** What is required **
Find the line containing "pub fn can_write(caller: Option<&Caller>, record: &FileRecord)" in the data below and repeat it, along with all later lines, exactly through the last one.

** Material supplied **
——

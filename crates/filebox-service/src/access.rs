//! Authorization rules for file records.
//!
//! Two predicates decide every access: reads are allowed on public
//! records or to the owner; writes are owner-only with no administrative
//! override. "Not authenticated at all" and "authenticated but not the
//! owner" are distinguished by the caller being `None` versus `Some` —
//! the service layer maps the two onto different externally visible
//! errors depending on the operation.
//!
//! Metadata lookups apply the write rule directly at the store as
//! owner-constrained lookups (`find_owned`), so that an ownership miss
//! is indistinguishable from a missing record; mutations check
//! [`can_write`] against the fetched record and report the same miss.

use filebox_entity::file::FileRecord;

use crate::context::Caller;

/// Whether `caller` may read `record`'s content.
pub fn can_read(caller: Option<&Caller>, record: &FileRecord) -> bool {
    record.is_public || caller.is_some_and(|c| c.user_id == record.user_id)
}

/// Whether `caller` may mutate `record`. Owner-only.
pub fn can_write(caller: Option<&Caller>, record: &FileRecord) -> bool {
    caller.is_some_and(|c| c.user_id == record.user_id)
}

——

** Exercise result **
pub fn can_write(caller: Option<&Caller>, record: &FileRecord) -> bool {
    caller.is_some_and(|c| c.user_id == record.user_id)
}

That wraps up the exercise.